== DATASET RECORDS ==
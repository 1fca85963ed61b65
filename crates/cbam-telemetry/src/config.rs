//! Telemetry configuration from environment variables.

use std::env;

/// Logging configuration.
#[derive(Debug, Clone, PartialEq, Eq)]
pub struct TelemetryConfig {
    /// Service name attached to every log line
    pub service_name: String,

    /// Log level filter (trace, debug, info, warn, error, or a full directive)
    pub log_level: String,

    /// Whether to write logs to the console at all
    pub console_output: bool,

    /// Whether to emit JSON instead of human-readable lines
    pub json_logs: bool,
}

impl Default for TelemetryConfig {
    fn default() -> Self {
        Self {
            service_name: "cbam-emissions".to_string(),
            log_level: "info".to_string(),
            console_output: true,
            json_logs: false,
        }
    }
}

impl TelemetryConfig {
    /// Create configuration from environment variables.
    ///
    /// # Environment Variables
    ///
    /// - `OTEL_SERVICE_NAME`: Service name (default: cbam-emissions)
    /// - `CBAM_LOG_LEVEL` or `RUST_LOG`: Log level (default: info)
    /// - `CBAM_CONSOLE_OUTPUT`: Enable console output (default: true)
    /// - `CBAM_JSON_LOGS`: Enable JSON logs (default: false in dev, true in containers)
    pub fn from_env() -> Self {
        Self::from_vars(|key| env::var(key).ok())
    }

    /// Same as `from_env`, reading variables through `lookup`.
    pub fn from_vars(lookup: impl Fn(&str) -> Option<String>) -> Self {
        let is_container =
            lookup("KUBERNETES_SERVICE_HOST").is_some() || lookup("DOCKER_CONTAINER").is_some();

        Self {
            service_name: lookup("OTEL_SERVICE_NAME")
                .unwrap_or_else(|| "cbam-emissions".to_string()),

            log_level: lookup("CBAM_LOG_LEVEL")
                .or_else(|| lookup("RUST_LOG"))
                .unwrap_or_else(|| "info".to_string()),

            console_output: lookup("CBAM_CONSOLE_OUTPUT")
                .map(|v| v.to_lowercase() != "false" && v != "0")
                .unwrap_or(true),

            json_logs: lookup("CBAM_JSON_LOGS")
                .map(|v| v.to_lowercase() == "true" || v == "1")
                .unwrap_or(is_container),
        }
    }
}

== WHAT YOU SHOULD DO ==
Please give the material above once more, unchanged.

== SOLVED EXERCISE ==
repository 1fca85963ed61b65
filename crates/cbam-telemetry/src/config.rs
//! Telemetry configuration from environment variables.

use std::env;

/// Logging configuration.
#[derive(Debug, Clone, PartialEq, Eq)]
pub struct TelemetryConfig {
    /// Service name attached to every log line
    pub service_name: String,

    /// Log level filter (trace, debug, info, warn, error, or a full directive)
    pub log_level: String,

    /// Whether to write logs to the console at all
    pub console_output: bool,

    /// Whether to emit JSON instead of human-readable lines
    pub json_logs: bool,
}

impl Default for TelemetryConfig {
    fn default() -> Self {
        Self {
            service_name: "cbam-emissions".to_string(),
            log_level: "info".to_string(),
            console_output: true,
            json_logs: false,
        }
    }
}

impl TelemetryConfig {
    /// Create configuration from environment variables.
    ///
    /// # Environment Variables
    ///
    /// - `OTEL_SERVICE_NAME`: Service name (default: cbam-emissions)
    /// - `CBAM_LOG_LEVEL` or `RUST_LOG`: Log level (default: info)
    /// - `CBAM_CONSOLE_OUTPUT`: Enable console output (default: true)
    /// - `CBAM_JSON_LOGS`: Enable JSON logs (default: false in dev, true in containers)
    pub fn from_env() -> Self {
        Self::from_vars(|key| env::var(key).ok())
    }

    /// Same as `from_env`, reading variables through `lookup`.
    pub fn from_vars(lookup: impl Fn(&str) -> Option<String>) -> Self {
        let is_container =
            lookup("KUBERNETES_SERVICE_HOST").is_some() || lookup("DOCKER_CONTAINER").is_some();

        Self {
            service_name: lookup("OTEL_SERVICE_NAME")
                .unwrap_or_else(|| "cbam-emissions".to_string()),

            log_level: lookup("CBAM_LOG_LEVEL")
                .or_else(|| lookup("RUST_LOG"))
                .unwrap_or_else(|| "info".to_string()),

            console_output: lookup("CBAM_CONSOLE_OUTPUT")
                .map(|v| v.to_lowercase() != "false" && v != "0")
                .unwrap_or(true),

            json_logs: lookup("CBAM_JSON_LOGS")
                .map(|v| v.to_lowercase() == "true" || v == "1")
                .unwrap_or(is_container),
        }
    }
}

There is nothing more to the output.